• _About this exercise_:
Which lines of the entries hold the string "crate"? Copy each one.
**** Given records ****
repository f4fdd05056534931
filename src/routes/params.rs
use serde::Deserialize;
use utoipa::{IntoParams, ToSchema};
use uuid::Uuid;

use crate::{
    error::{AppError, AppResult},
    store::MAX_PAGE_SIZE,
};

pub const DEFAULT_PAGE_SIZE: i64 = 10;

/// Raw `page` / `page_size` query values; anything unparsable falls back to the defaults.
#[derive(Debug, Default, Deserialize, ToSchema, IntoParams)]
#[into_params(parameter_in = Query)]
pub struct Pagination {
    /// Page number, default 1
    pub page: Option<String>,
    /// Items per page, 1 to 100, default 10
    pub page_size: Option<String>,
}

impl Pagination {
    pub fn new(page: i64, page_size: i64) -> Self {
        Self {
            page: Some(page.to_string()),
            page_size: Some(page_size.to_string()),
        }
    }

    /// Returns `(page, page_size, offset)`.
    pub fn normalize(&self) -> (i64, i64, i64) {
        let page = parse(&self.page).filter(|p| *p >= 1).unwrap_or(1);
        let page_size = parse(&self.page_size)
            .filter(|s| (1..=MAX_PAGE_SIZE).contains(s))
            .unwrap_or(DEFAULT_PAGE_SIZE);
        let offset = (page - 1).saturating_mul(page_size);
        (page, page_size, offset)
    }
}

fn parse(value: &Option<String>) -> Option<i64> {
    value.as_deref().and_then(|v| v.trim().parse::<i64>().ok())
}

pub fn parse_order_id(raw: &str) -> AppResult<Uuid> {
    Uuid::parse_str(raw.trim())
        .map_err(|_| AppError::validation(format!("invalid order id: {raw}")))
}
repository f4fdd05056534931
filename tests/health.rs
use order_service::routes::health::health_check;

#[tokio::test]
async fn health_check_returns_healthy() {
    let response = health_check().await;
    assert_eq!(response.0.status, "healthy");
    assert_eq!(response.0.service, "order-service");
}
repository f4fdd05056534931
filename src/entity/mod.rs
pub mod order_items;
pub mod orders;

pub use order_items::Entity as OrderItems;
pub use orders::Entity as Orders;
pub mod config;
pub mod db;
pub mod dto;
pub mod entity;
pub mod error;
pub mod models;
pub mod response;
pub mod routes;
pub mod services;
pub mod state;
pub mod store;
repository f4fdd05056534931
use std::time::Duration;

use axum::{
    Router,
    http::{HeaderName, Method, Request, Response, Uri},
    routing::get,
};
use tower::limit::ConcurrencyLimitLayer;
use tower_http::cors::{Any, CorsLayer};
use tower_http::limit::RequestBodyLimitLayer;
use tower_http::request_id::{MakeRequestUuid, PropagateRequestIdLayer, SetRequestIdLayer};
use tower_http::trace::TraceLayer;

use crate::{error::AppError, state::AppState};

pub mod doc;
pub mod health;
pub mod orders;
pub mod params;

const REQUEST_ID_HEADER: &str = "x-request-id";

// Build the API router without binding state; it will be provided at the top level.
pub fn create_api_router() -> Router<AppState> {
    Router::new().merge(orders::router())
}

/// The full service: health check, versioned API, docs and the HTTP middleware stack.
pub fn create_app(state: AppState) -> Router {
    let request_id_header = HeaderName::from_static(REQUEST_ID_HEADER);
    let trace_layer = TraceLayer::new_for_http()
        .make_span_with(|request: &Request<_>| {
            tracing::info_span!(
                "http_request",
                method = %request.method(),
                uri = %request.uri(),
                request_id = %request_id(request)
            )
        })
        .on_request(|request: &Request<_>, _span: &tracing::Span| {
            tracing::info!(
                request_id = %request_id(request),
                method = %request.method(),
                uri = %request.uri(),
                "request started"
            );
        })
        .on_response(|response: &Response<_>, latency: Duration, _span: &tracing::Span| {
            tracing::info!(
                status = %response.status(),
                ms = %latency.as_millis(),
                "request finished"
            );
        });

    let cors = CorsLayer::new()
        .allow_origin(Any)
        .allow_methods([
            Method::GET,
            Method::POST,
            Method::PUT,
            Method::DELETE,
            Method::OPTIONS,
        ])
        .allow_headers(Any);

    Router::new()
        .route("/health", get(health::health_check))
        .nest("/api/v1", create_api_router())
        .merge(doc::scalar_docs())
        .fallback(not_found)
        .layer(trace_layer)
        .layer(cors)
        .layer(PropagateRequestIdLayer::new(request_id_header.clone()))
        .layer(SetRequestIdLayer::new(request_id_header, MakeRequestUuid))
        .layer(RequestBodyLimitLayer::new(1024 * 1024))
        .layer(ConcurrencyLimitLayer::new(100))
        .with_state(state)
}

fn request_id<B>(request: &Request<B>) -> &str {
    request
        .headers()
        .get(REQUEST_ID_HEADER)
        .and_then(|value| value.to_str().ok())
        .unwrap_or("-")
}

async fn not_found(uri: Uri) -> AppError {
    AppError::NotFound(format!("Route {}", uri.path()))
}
****
• _Task result_:
use crate::{
use crate::{error::AppError, state::AppState};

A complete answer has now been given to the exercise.